Now I am living in Ubud, where East meets West and a host of people from all corners of the Earth are seeking daily to live a balance between the two.

This is one of those places where a body can stay for awhile and still get the impression you are travelling. A place that is at once enchanting, frightening, beautiful, raw, vibrant and throbbing with life. A place on the outer fringes of my comfort zone.

Silahkan, I invite you to join me.


Oct 25, 2009

Oct 14th- Little Light


“If you are looking at somebody else to dictate to you, to decide for or against, you will never be able to know what your life is. It has to be lived, and you have to follow your own small light.”

-Osho “Life, Love, Laughter”

I am finally getting into the Osho book that I brought along to El Salvador. It has been sitting on my bookshelf at home for months now, collecting dust. I have picked it up and purposefully tried to get through it a number of times with no success. I think it actually spent a well intentioned week in my purse at one stage, another in my car.

Osho is one of my favourite authors, and his books are always timely for me. I guess it just hasn't been time until now. This very morning, four days into my retreat, the words are opening up to me and flooding into my heart.

The truth is that it has taken me this long to find the place of stillness within me where all good things find route. My writing, my thoughts, my spirituality, all draw from this well. I have to be drinking from this well for the words of Osho to make sense to me, to resonate within me. Otherwise I am like a starving woman who is being offered words in place of bread.

The fact that I am now devouring his words gives me hope that I am healing.

I still do not have an answer, but I am beginning to make peace with not asking. My questions are not meant to be answered with words or a directive or lesson. I am meant to just live out my questions every day walking in the direction in which I feel convicted. I am not meant to verbalize these questions- I am not meant to pray them to an outside divinity- I am meant to sit quietly in the river of my soul and bring my questions to my source.

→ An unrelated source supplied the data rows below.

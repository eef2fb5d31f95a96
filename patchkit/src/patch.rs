use std::fmt;
use std::path::PathBuf;
use std::str::FromStr;
use std::sync::Arc;

use patchkit_snapshot::Session;
use patchkit_sql::Backend;

/// Prefix shared by every patch name.
pub const PATCH_PREFIX: &str = "patch-";

/// Position of a patch in the upgrade history, `(generation, version)`.
///
/// Keys order lexicographically and render as `GG.VV`, the format of the
/// schema version row.
#[derive(Debug, Clone, Copy, PartialEq, Eq, PartialOrd, Ord, Hash)]
pub struct PatchKey {
    pub generation: u16,
    pub version: u16,
}

impl PatchKey {
    pub const fn new(generation: u16, version: u16) -> Self {
        Self {
            generation,
            version,
        }
    }

    /// Parses a `patch-GG-VV` name, each part being at least two digits.
    pub fn from_name(name: &str) -> Option<Self> {
        let rest = name.strip_prefix(PATCH_PREFIX)?;
        let (generation, version) = rest.split_once('-')?;

        Some(Self::new(number(generation, 2)?, number(version, 2)?))
    }

    /// The canonical `patch-GG-VV` name.
    pub fn name(&self) -> String {
        format!(
            "{PATCH_PREFIX}{:02}-{:02}",
            self.generation, self.version
        )
    }
}

fn number(part: &str, min_digits: usize) -> Option<u16> {
    if part.len() < min_digits || !part.bytes().all(|b| b.is_ascii_digit()) {
        return None;
    }

    part.parse().ok()
}

impl fmt::Display for PatchKey {
    fn fmt(&self, f: &mut fmt::Formatter<'_>) -> fmt::Result {
        write!(f, "{:02}.{:02}", self.generation, self.version)
    }
}

#[derive(Debug, Clone, PartialEq, Eq, thiserror::Error)]
#[error("invalid patch key `{0}`")]
pub struct ParseKeyError(String);

impl FromStr for PatchKey {
    type Err = ParseKeyError;

    fn from_str(s: &str) -> Result<Self, Self::Err> {
        let err = || ParseKeyError(s.to_owned());
        let (generation, version) = s.trim().split_once('.').ok_or_else(err)?;

        Ok(Self::new(
            number(generation, 1).ok_or_else(err)?,
            number(version, 1).ok_or_else(err)?,
        ))
    }
}

#[derive(Debug, Clone, Copy, PartialEq, Eq)]
pub enum PatchKind {
    Sql,
    Code,
}

impl fmt::Display for PatchKind {
    fn fmt(&self, f: &mut fmt::Formatter<'_>) -> fmt::Result {
        match self {
            PatchKind::Sql => f.write_str("sql"),
            PatchKind::Code => f.write_str("code"),
        }
    }
}

/// Where the body of a patch comes from.
#[derive(Debug, Clone, PartialEq, Eq)]
pub enum PatchSource {
    File(PathBuf),
    Inline(Arc<str>),
    Code { name: String },
}

/// A discovered patch. Created by the loader and never changed afterwards.
#[derive(Debug, Clone, PartialEq, Eq)]
pub struct PatchDescriptor {
    pub key: PatchKey,
    pub kind: PatchKind,
    pub source: PatchSource,
    /// Snapshot generation imported by a programmatic patch.
    pub snapshot_generation: Option<u8>,
}

impl PatchDescriptor {
    pub fn generation(&self) -> u16 {
        self.key.generation
    }

    pub fn version(&self) -> u16 {
        self.key.version
    }

    pub fn name(&self) -> String {
        self.key.name()
    }

    /// Human readable origin, used in errors.
    pub fn origin(&self) -> String {
        match &self.source {
            PatchSource::File(path) => path.display().to_string(),
            PatchSource::Inline(_) => format!("{} (inline)", self.name()),
            PatchSource::Code { name } => format!("{name} (code)"),
        }
    }
}

impl fmt::Display for PatchDescriptor {
    fn fmt(&self, f: &mut fmt::Formatter<'_>) -> fmt::Result {
        write!(f, "{} ({})", self.key.name(), self.kind)
    }
}

/// A programmatic patch.
///
/// The patch runs inside the transaction the runner opened for it; returning
/// an error rolls everything back.
///
/// ```no_run
/// use patchkit::{Patch, Session};
///
/// struct AddAccountType;
///
/// #[async_trait::async_trait]
/// impl Patch<sqlx::Sqlite> for AddAccountType {
///     fn name(&self) -> &str {
///         "patch-02-30"
///     }
///
///     fn generation(&self) -> u8 {
///         1
///     }
///
///     async fn apply_patch(&self, session: &mut Session<sqlx::Sqlite>) -> anyhow::Result<()> {
///         session
///             .execute_script("ALTER TABLE account ADD COLUMN account_type integer")
///             .await?;
///
///         Ok(())
///     }
/// }
/// ```
#[async_trait::async_trait]
pub trait Patch<DB: Backend>: Send + Sync {
    /// `patch-GG-VV`.
    fn name(&self) -> &str;

    /// Snapshot generation the patch reads and writes rows with.
    fn generation(&self) -> u8;

    async fn apply_patch(&self, session: &mut Session<DB>) -> anyhow::Result<()>;
}

/// A loaded patch, ready to run.
pub enum PatchBody<'a, DB: Backend> {
    Sql(String),
    Code(&'a dyn Patch<DB>),
}

impl<DB: Backend> fmt::Debug for PatchBody<'_, DB> {
    fn fmt(&self, f: &mut fmt::Formatter<'_>) -> fmt::Result {
        match self {
            PatchBody::Sql(script) => f.debug_tuple("Sql").field(script).finish(),
            PatchBody::Code(patch) => f.debug_tuple("Code").field(&patch.name()).finish(),
        }
    }
}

I am returning to the place in which I dwelt when I was a child. Maybe this is why people travel and travel only to return to the town of their birth- not because of the familiarity, but because there is a memory there of a confident and complete self untarnished by the world.

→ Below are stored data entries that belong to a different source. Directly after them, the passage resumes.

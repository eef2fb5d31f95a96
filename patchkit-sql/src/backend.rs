use std::time::Duration;

use sea_query_binder::{SqlxBinder, SqlxValues};

use crate::{Dialect, Record, Result};

#[cfg(feature = "pg")]
mod pg;
#[cfg(feature = "sqlite")]
mod sqlite;

/// Nullability and default of an existing column, as reported by the
/// database catalog.
#[derive(Debug, Clone, PartialEq, Eq)]
pub struct ColumnInfo {
    pub not_null: bool,
    pub default: Option<String>,
}

/// Database specific plumbing used by sessions, the defaulter and the runner.
///
/// Every operation runs on a borrowed connection so it can take part in the
/// transaction the caller holds.
#[async_trait::async_trait]
pub trait Backend: sqlx::Database {
    const DIALECT: Dialect;

    /// Whether [`Backend::try_lock`] actually excludes other processes.
    const ADVISORY_LOCKS: bool;

    async fn execute(conn: &mut Self::Connection, sql: &str, values: SqlxValues) -> Result<u64>;

    async fn fetch_all(
        conn: &mut Self::Connection,
        sql: &str,
        values: SqlxValues,
    ) -> Result<Vec<Record>>;

    /// Runs one or more `;` separated statements without parameters.
    async fn execute_script(conn: &mut Self::Connection, sql: &str) -> Result<()>;

    /// Next value of the sequence backing `table.column`, if there is one.
    async fn next_id(conn: &mut Self::Connection, table: &str, column: &str)
        -> Result<Option<i64>>;

    async fn column_info(
        conn: &mut Self::Connection,
        table: &str,
        column: &str,
    ) -> Result<Option<ColumnInfo>>;

    /// Sets the default of a column. `default` is an SQL expression.
    async fn set_default(
        conn: &mut Self::Connection,
        table: &str,
        column: &str,
        default: &str,
    ) -> Result<()>;

    async fn set_not_null(conn: &mut Self::Connection, table: &str, column: &str) -> Result<()>;

    /// Bounds the duration of every statement issued by the current transaction.
    async fn statement_timeout(conn: &mut Self::Connection, timeout: Duration) -> Result<()>;

    /// Tries to take the session level lock identified by `key`.
    async fn try_lock(conn: &mut Self::Connection, key: i64) -> Result<bool>;

    async fn unlock(conn: &mut Self::Connection, key: i64) -> Result<()>;

    /// Builds and executes a statement, returning the number of affected rows.
    async fn run<S>(conn: &mut Self::Connection, statement: &S) -> Result<u64>
    where
        S: SqlxBinder + Sync,
    {
        let (sql, values) = Self::DIALECT.build(statement);
        Self::execute(conn, &sql, values).await
    }

    /// Builds and executes a query, returning every row.
    async fn query<S>(conn: &mut Self::Connection, statement: &S) -> Result<Vec<Record>>
    where
        S: SqlxBinder + Sync,
    {
        let (sql, values) = Self::DIALECT.build(statement);
        Self::fetch_all(conn, &sql, values).await
    }
}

My childhood self was in many ways much more complete than I am now. I am returning to her each time I meditate, each time I write from my soul, each moment I spend in solitude. When I was young, I simply KNEW what my heart was asking of me: “...today I must walk through the forest, singing...” or, “...today I must spend on the lake, writing.” Often in solitude, often in silence, walking transcendentally through the moments of my youth.

The memory of the stillness of my forest returns to me as clear as day. While I feel the tropical winds on my skin and hear the ever present roar of the surf here in El Salvador, my mind carries me back to a very different setting. The crunch of needles and brush beneath my feet. The scent of earth, of sunlit decay, of moss and dew and pine and sap. The feel of bark beneath my palms. The scratch of rocky handholds as I climbed small mountains. The resistance of the forest in scratches and scrapes as I attempted to mold it into forts and secret hiding places.

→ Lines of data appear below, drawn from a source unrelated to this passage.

//! Turns free text sale notes into sale comments.

use chrono::{DateTime, Utc};
use patchkit::snapshot::{snapshot, v3::V3};
use patchkit::{Patch, Session};
use sqlx::Sqlite;
use uuid::Uuid;

snapshot! {
    pub struct SaleComment: V3 => "sale_comment" {
        pub date: Option<DateTime<Utc>>,
        pub comment: String,
        pub sale_id: Uuid,
        pub author_id: Option<Uuid>,
    }
}

pub struct SaleComments;

#[async_trait::async_trait]
impl Patch<Sqlite> for SaleComments {
    fn name(&self) -> &str {
        "patch-04-35"
    }

    fn generation(&self) -> u8 {
        3
    }

    async fn apply_patch(&self, session: &mut Session<Sqlite>) -> anyhow::Result<()> {
        session
            .execute_script(
                r#"
                CREATE TABLE sale_comment (
                    id BLOB PRIMARY KEY,
                    te_id BLOB NOT NULL UNIQUE REFERENCES transaction_entry (id),
                    date DATETIME,
                    comment TEXT NOT NULL,
                    sale_id BLOB NOT NULL REFERENCES sale (id),
                    author_id BLOB REFERENCES login_user (id)
                );
                "#,
            )
            .await?;

        let sales = session
            .fetch_raw(
                r#"SELECT sale.id, sale.notes, sale.open_date, login_user.id AS author_id
                FROM sale
                LEFT JOIN sales_person ON sales_person.id = sale.salesperson_id
                LEFT JOIN login_user ON login_user.person_id = sales_person.person_id
                WHERE sale.notes IS NOT NULL"#,
                vec![],
            )
            .await?;

        for sale in sales {
            session
                .create(SaleComment {
                    date: sale.get("open_date")?,
                    comment: sale.get("notes")?,
                    sale_id: sale.get("id")?,
                    author_id: sale.get("author_id")?,
                })
                .await?;
        }

        session
            .execute_script("ALTER TABLE sale DROP COLUMN notes")
            .await?;

        Ok(())
    }
}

And the moments when the light would cascade through the tree branches above just so, the cry of the loon to his beloved ringing out, the plop of a fish catching her breakfast, the steady lap of the water testing its boundaries. There in those spaces I would transcend- not out of myself, but within, deep into the core of my being where I too became part of the orchestra, where all that is essential within me communed with all that is essential in existence. Where the fish and the moose and the beaver and the poplar and I could hold court with one another- where we each drew from and offered up the energy of our beings.

I have forgotten how to live this way. I now reside mostly in opposition to all that is naturally around me. I build my house and paint it and dress it up in ways that discourage harmony with the wild world. I hide behind my door when it is too hot or too cold outside and I do not take the time to commune any more.

The calls to walk in the wild always come at such inconvenient times and there is just so much to do in my silly little life. I ignore them. For laundry, for work, for movies, for friends I ignore them. For television, for shopping, for groceries and cleaning I ignore them. I tell myself I will answer next time. Next time I will walk in the woods again. And then the voice becomes too quiet to hear. I have stifled my heart.

Something important within me is lost.

Lately I have heard the whispers again. The callings of trees and the secret places in the forest. Perhaps my heart is reawakening, and is being called to by these natural spaces to come and sit awhile and present my offering as I cherish that which is being offered.

Back to my trees and my forests then, soon I will go, but for now: the ocean. For now the steady waving palms. For now the salt and the surf and the sun. Renewal, for now. Peace and solitude and quiet exploration of my self for now. This time is a time to practice living again, so that I may return to my woods and have something to offer for the communion.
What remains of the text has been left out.